The success of IVF is not guaranteed, and patients often have to undergo more than one cycle of treatment .However, the outcome is not going to be the same for everyone who goes through IVF and unfortunately, IVF is not the answer for everyone. In fact, less than 50 percent of all couples starting an IVF cycle will achieve a pregnancy. Of those who do become pregnant, not all of the pregnancies will result in a baby. Only about 30 percent of IVF cycles started, result in a live birth. It is important to be realistic but positive about the chances of success.

Anaesthetic and operative risks:Another disadvantage of IVF is because the process involves an operative procedure, there are the associated risks of anaesthesia , infection  and haemorrhage.

Ovarian Hyperstimulation Syndrome is a risk that is associated with treatment when the ovaries are stimulated through the use of medications, to make multiple eggs. This is what happens in IVF and OHSS becomes a risk for patients undergoing this treatment. Fortunately, the use of fewer or no drugs in natural and mild IVF cycles or safer protocols means that the likelihood of developing unwanted risk of OHSS is dramatically decreased or eliminated. The aiim for every IVF unit is to have OHSS free clinic.

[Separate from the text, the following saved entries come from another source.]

use anyhow::{bail, Context, Result};
use clap::{Parser, Subcommand};
use jsonstore_core::{
    parse_query, AddOptions, CollectionSchema, CountOptions, FindOptions, OpenCollectionOptions,
    SortDirection, SortKey, Store, StoreConfig,
};
use log::debug;
use serde_json::{Map, Value};
use std::fs;
use std::path::{Path, PathBuf};

const DEFAULT_DB: &str = "jsonstore.db";

#[derive(Parser)]
#[command(name = "jsonstore")]
#[command(about = "jsonstore CLI - inspect and edit a jsonstore database")]
#[command(version)]
struct Cli {
    /// Database file path (overrides the config file)
    #[arg(long, global = true)]
    db: Option<PathBuf>,

    /// Store configuration (JSON)
    #[arg(long, global = true)]
    config: Option<PathBuf>,

    /// Log at debug level (RUST_LOG takes precedence)
    #[arg(short, long, global = true)]
    verbose: bool,

    #[command(subcommand)]
    command: Commands,
}

#[derive(Subcommand)]
enum Commands {
    /// Import documents from a JSON file
    ///
    /// With --collection the file is an array of documents; otherwise it is
    /// an object mapping collection names to arrays.
    Import {
        file: PathBuf,
        #[arg(long)]
        collection: Option<String>,
        /// Record the documents as local adds
        #[arg(long)]
        dirty: bool,
    },
    /// Export live documents to a JSON file
    Export {
        file: PathBuf,
        /// Export only this collection
        #[arg(long)]
        collection: Option<String>,
    },
    /// Schema management commands
    Schema {
        #[command(subcommand)]
        action: SchemaAction,
    },
    /// Query a collection
    Find {
        #[arg(long)]
        collection: String,
        /// Query as JSON: [[{"field": .., "operator": .., "value": ..}, ..], ..]
        #[arg(long, default_value = "[]")]
        query: String,
        #[arg(long)]
        limit: Option<usize>,
        #[arg(long)]
        offset: Option<usize>,
        /// Sort key as field:asc or field:desc, repeatable
        #[arg(long, value_parser = parse_sort_key)]
        sort: Vec<SortKey>,
        /// Field to project, repeatable
        #[arg(long)]
        filter: Vec<String>,
        #[arg(long)]
        include_deleted: bool,
    },
    /// Count matching documents
    Count {
        #[arg(long)]
        collection: String,
        #[arg(long, default_value = "[]")]
        query: String,
        #[arg(long)]
        include_deleted: bool,
    },
    /// List documents with unsynchronized changes
    Dirty {
        #[arg(long)]
        collection: String,
    },
    /// Acknowledge synchronized documents
    MarkClean {
        #[arg(long)]
        collection: String,
        ids: Vec<i64>,
        /// Every dirty document of the collection
        #[arg(long, conflicts_with = "ids")]
        all: bool,
    },
}

#[derive(Subcommand)]
enum SchemaAction {
    /// Declare a collection from a schema file, or every *.schema.json in a directory
    Load {
        path: PathBuf,
        /// Collection name (required for single file, ignored for directory)
        #[arg(long)]
        collection: Option<String>,
        /// Drop and recreate collections whose fields changed
        #[arg(long)]
        drop: bool,
    },
    /// Print declared schemas
    Show {
        #[arg(long)]
        collection: Option<String>,
    },
}

fn main() -> Result<()> {
    let cli = Cli::parse();
    init_logging(cli.verbose);
    let store = open_store(cli.db.as_deref(), cli.config.as_deref())?;

    match cli.command {
        Commands::Import {
            file,
            collection,
            dirty,
        } => import_data(&store, &file, collection.as_deref(), dirty),
        Commands::Export { file, collection } => {
            export_data(&store, &file, collection.as_deref())
        }
        Commands::Schema { action } => match action {
            SchemaAction::Load {
                path,
                collection,
                drop,
            } => load_schema(&store, &path, collection.as_deref(), drop),
            SchemaAction::Show { collection } => show_schema(&store, collection.as_deref()),
        },
        Commands::Find {
            collection,
            query,
            limit,
            offset,
            sort,
            filter,
            include_deleted,
        } => {
            let options = FindOptions {
                limit,
                offset,
                sort,
                filter,
                include_deleted,
            };
            find(&store, &collection, &query, &options)
        }
        Commands::Count {
            collection,
            query,
            include_deleted,
        } => count(&store, &collection, &query, include_deleted),
        Commands::Dirty { collection } => list_dirty(&store, &collection),
        Commands::MarkClean {
            collection,
            ids,
            all,
        } => mark_clean(&store, &collection, ids, all),
    }?;

    store.close().context("Failed to close database")?;
    Ok(())
}

fn init_logging(verbose: bool) {
    let default = if verbose { "debug" } else { "warn" };
    env_logger::Builder::from_env(env_logger::Env::default().default_filter_or(default)).init();
}

fn open_store(db: Option<&Path>, config: Option<&Path>) -> Result<Store> {
    let mut store_config = match config {
        Some(path) => StoreConfig::from_json_file(path)
            .with_context(|| format!("Failed to load config: {}", path.display()))?,
        None => StoreConfig::default(),
    };
    if let Some(db) = db {
        store_config.path = Some(db.to_path_buf());
    } else if store_config.path.is_none() {
        store_config.path = Some(PathBuf::from(DEFAULT_DB));
    }
    debug!("Store config: {:?}", store_config);

    let path = store_config.path.clone().unwrap_or_default();
    Store::open(store_config)
        .with_context(|| format!("Failed to open database: {}", path.display()))
}

fn parse_sort_key(value: &str) -> std::result::Result<SortKey, String> {
    let (field, direction) = match value.rsplit_once(':') {
        Some((field, direction)) => (field, direction),
        None => (value, "asc"),
    };
    let direction = match direction.to_ascii_lowercase().as_str() {
        "asc" => SortDirection::Asc,
        "desc" => SortDirection::Desc,
        other => return Err(format!("unknown sort direction '{}'", other)),
    };
    if field.is_empty() {
        return Err("sort field must not be empty".to_string());
    }
    Ok(SortKey {
        field: field.to_string(),
        direction,
    })
}

fn read_json(path: &Path) -> Result<Value> {
    let content = fs::read_to_string(path)
        .with_context(|| format!("Failed to read file: {}", path.display()))?;
    serde_json::from_str(&content)
        .with_context(|| format!("Invalid JSON in file: {}", path.display()))
}

fn print_json(value: &Value) -> Result<()> {
    let text = serde_json::to_string_pretty(value).context("Failed to serialize to JSON")?;
    println!("{}", text);
    Ok(())
}

/// Group an import file by collection
fn import_batches(data: Value, collection: Option<&str>) -> Result<Vec<(String, Vec<Value>)>> {
    match (collection, data) {
        (Some(name), Value::Array(documents)) => Ok(vec![(name.to_string(), documents)]),
        (Some(_), _) => bail!("With --collection the file must contain an array of documents"),
        (None, Value::Object(map)) => map
            .into_iter()
            .map(|(name, documents)| match documents {
                Value::Array(documents) => Ok((name, documents)),
                _ => bail!("Collection '{}' must be an array", name),
            })
            .collect(),
        (None, _) => bail!("Expected an object of collection name -> documents"),
    }
}

/// Import data from JSON file
fn import_data(store: &Store, file: &Path, collection: Option<&str>, dirty: bool) -> Result<()> {
    let batches = import_batches(read_json(file)?, collection)?;
    let options = AddOptions::default().mark_dirty(dirty);

    let mut total_docs = 0;
    for (name, documents) in batches {
        let coll = store
            .collection(&name)
            .with_context(|| format!("Unknown collection '{}' (load its schema first)", name))?;
        let ids = coll
            .add(&documents, &options)
            .with_context(|| format!("Failed to import into '{}'", name))?;
        println!("Imported {} documents into '{}'", ids.len(), name);
        total_docs += ids.len();
    }

    println!("Total: {} documents imported", total_docs);
    Ok(())
}

/// Export database to JSON file
/// Format: { "collection_name": [{"_id": .., "json": ..}, ...], ... }
fn export_data(store: &Store, file: &Path, collection_filter: Option<&str>) -> Result<()> {
    let names = match collection_filter {
        Some(name) => vec![name.to_string()],
        None => store.collection_names()?,
    };

    let mut output = Map::new();
    let mut total_docs = 0;
    for name in names {
        let coll = store
            .collection(&name)
            .with_context(|| format!("Failed to get collection: {}", name))?;
        let docs = coll
            .find_all(&FindOptions::default())
            .with_context(|| format!("Failed to query collection: {}", name))?;

        println!("Exporting {} documents from '{}'", docs.len(), name);
        total_docs += docs.len();
        output.insert(name, Value::Array(docs.iter().map(|d| d.to_value()).collect()));
    }

    let json = serde_json::to_string_pretty(&Value::Object(output))
        .context("Failed to serialize to JSON")?;
    fs::write(file, json).with_context(|| format!("Failed to write to file: {}", file.display()))?;

    println!("Total: {} documents exported to {}", total_docs, file.display());
    Ok(())
}

fn declare_collection(store: &Store, name: &str, path: &Path, drop: bool) -> Result<()> {
    let schema = CollectionSchema::from_value(&read_json(path)?)
        .with_context(|| format!("Invalid schema in: {}", path.display()))?;
    let options = OpenCollectionOptions {
        drop_collection: drop,
    };
    store
        .open_collection(name, schema, &options)
        .with_context(|| format!("Failed to declare collection '{}'", name))?;
    println!("Loaded schema for '{}' from {}", name, path.display());
    Ok(())
}

/// Load schema from file or directory (modular)
fn load_schema(store: &Store, path: &Path, collection: Option<&str>, drop: bool) -> Result<()> {
    if !path.is_dir() {
        let name = collection.ok_or_else(|| {
            anyhow::anyhow!("--collection required when loading single schema file")
        })?;
        return declare_collection(store, name, path, drop);
    }

    let entries = fs::read_dir(path)
        .with_context(|| format!("Failed to read directory: {}", path.display()))?;
    let mut count = 0;
    for entry in entries {
        let file_path = entry?.path();
        let name = match file_path.file_name().and_then(|n| n.to_str()) {
            Some(file_name) if file_name.ends_with(".schema.json") => {
                file_name.trim_end_matches(".schema.json").to_string()
            }
            _ => continue,
        };
        declare_collection(store, &name, &file_path, drop)?;
        count += 1;
    }
    println!("Total: {} schemas loaded from {}", count, path.display());
    Ok(())
}

fn show_schema(store: &Store, collection: Option<&str>) -> Result<()> {
    let names = match collection {
        Some(name) => vec![name.to_string()],
        None => store.collection_names()?,
    };
    let mut output = Map::new();
    for name in names {
        let coll = store
            .collection(&name)
            .with_context(|| format!("Failed to get collection: {}", name))?;
        output.insert(name, serde_json::to_value(coll.schema())?);
    }
    print_json(&Value::Object(output))
}

fn find(store: &Store, collection: &str, query: &str, options: &FindOptions) -> Result<()> {
    let query = parse_query(&serde_json::from_str(query).context("Query is not valid JSON")?)
        .context("Invalid query")?;
    let coll = store
        .collection(collection)
        .with_context(|| format!("Failed to get collection: {}", collection))?;
    let rows = coll.find(&query, options)?;
    print_json(&Value::Array(rows))
}

fn count(store: &Store, collection: &str, query: &str, include_deleted: bool) -> Result<()> {
    let query = parse_query(&serde_json::from_str(query).context("Query is not valid JSON")?)
        .context("Invalid query")?;
    let coll = store
        .collection(collection)
        .with_context(|| format!("Failed to get collection: {}", collection))?;
    let count = coll.count(&query, &CountOptions::default().include_deleted(include_deleted))?;
    println!("{}", count);
    Ok(())
}

fn list_dirty(store: &Store, collection: &str) -> Result<()> {
    let coll = store
        .collection(collection)
        .with_context(|| format!("Failed to get collection: {}", collection))?;
    let dirty = coll.all_dirty()?;
    print_json(&serde_json::to_value(dirty)?)
}

fn mark_clean(store: &Store, collection: &str, ids: Vec<i64>, all: bool) -> Result<()> {
    let coll = store
        .collection(collection)
        .with_context(|| format!("Failed to get collection: {}", collection))?;
    let ids = if all {
        coll.all_dirty()?.iter().map(|d| d.id).collect()
    } else {
        ids
    };
    if ids.is_empty() {
        bail!("Nothing to mark clean: pass ids or --all");
    }
    let cleaned = coll.mark_clean(&ids)?;
    println!("Marked {} documents clean in '{}'", cleaned, collection);
    Ok(())
}

#[cfg(test)]
mod tests {
    use super::*;
    use serde_json::json;

    #[test]
    fn test_parse_sort_key() {
        let key = parse_sort_key("age:desc").unwrap();
        assert_eq!(key.field, "age");
        assert_eq!(key.direction, SortDirection::Desc);
        assert_eq!(parse_sort_key("name").unwrap().direction, SortDirection::Asc);
        assert_eq!(parse_sort_key("address.city:ASC").unwrap().field, "address.city");
        assert!(parse_sort_key("age:sideways").is_err());
        assert!(parse_sort_key(":asc").is_err());
    }

    #[test]
    fn test_import_batches() {
        let batches = import_batches(json!([{"a": 1}]), Some("people")).unwrap();
        assert_eq!(batches, vec![("people".to_string(), vec![json!({"a": 1})])]);

        let batches = import_batches(json!({"people": [{"a": 1}], "notes": []}), None).unwrap();
        assert_eq!(batches.len(), 2);

        assert!(import_batches(json!({"people": {}}), None).is_err());
        assert!(import_batches(json!([{"a": 1}]), None).is_err());
        assert!(import_batches(json!({}), Some("people")).is_err());
    }

    #[test]
    fn test_cli_parses() {
        let cli = Cli::try_parse_from([
            "jsonstore",
            "--db",
            "x.db",
            "find",
            "--collection",
            "people",
            "--sort",
            "age:desc",
            "--sort",
            "name",
            "--filter",
            "name",
            "--limit",
            "5",
        ])
        .unwrap();
        assert_eq!(cli.db, Some(PathBuf::from("x.db")));
        match cli.command {
            Commands::Find {
                sort, filter, limit, ..
            } => {
                assert_eq!(sort.len(), 2);
                assert_eq!(filter, vec!["name"]);
                assert_eq!(limit, Some(5));
            }
            _ => panic!("expected find"),
        }
    }
}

Higher Chance Of Ectopic Pregnancy:  Despite all best efforts, embryos can implant in the wrong place (i.e. the fallopian tubes), which results in an ectopic pregnancy. This can become a life threatening situation requiring urgent surgery. With IVF treatment, the risk of an ectopic pregnancy doubles, to 1-3%, particularly in women with damaged fallopian tubes.

Multiple pregnancies :Many people would not consider the prospect of multiple pregnancies as a disadvantage of IVF. However, many couples are unaware of the  the risks of multiple pregnancy, and the frequency with which these complications can occur. If more than one embryoius transferred, there is a chance that all of the embryos may implant, leading to multiple pregnancies. Around 20-30% of IVF pregnancies can result in multiple pregnancies. Multiple pregnancies do carry associated health risks to the mother and baby ---  there is an increased chance of miscarriage, premature labour, need for caesarean, stillbirth and infant health problems.

IVF treatment can be expensive. IVF treatment is not cheap. It is good to have a clear idea of the costs involved and to have your finances in order before starting the process .In India, private health insurance do not cover IVF procedures. There are lower cost option available for IVF that one might consider exploring.

Stressful experience: For patients undergoing treatment, it can be physically and emotionally demanding. It is important to prioritise your psychological health which is good for the mother and the baby.

Ethical concerns : The idea of selecting some embryos and potentially discarding others may not go well with everyone. Before starting treatment, consider you would be comfortable with. If one is uncomfortable with the creation of multiple embryos and cryopreservation , one can opt for minimal stimulation protocols.

Premature and low birth weight babies :There is a concern that  IVF  increases the risk of prematurity and low birth weight in babies.  This has been linked to long-term health problems for the child. But at present there is no clear cut evidence to support this .

So basically ,it is always advisable to have a detailed discussion with your treating doctor , clear all your doubts and get a fair idea about the benefits and drawbacks of IVF treatment, before you start the process of IVF , to make it more comfortable , stress free and more successful.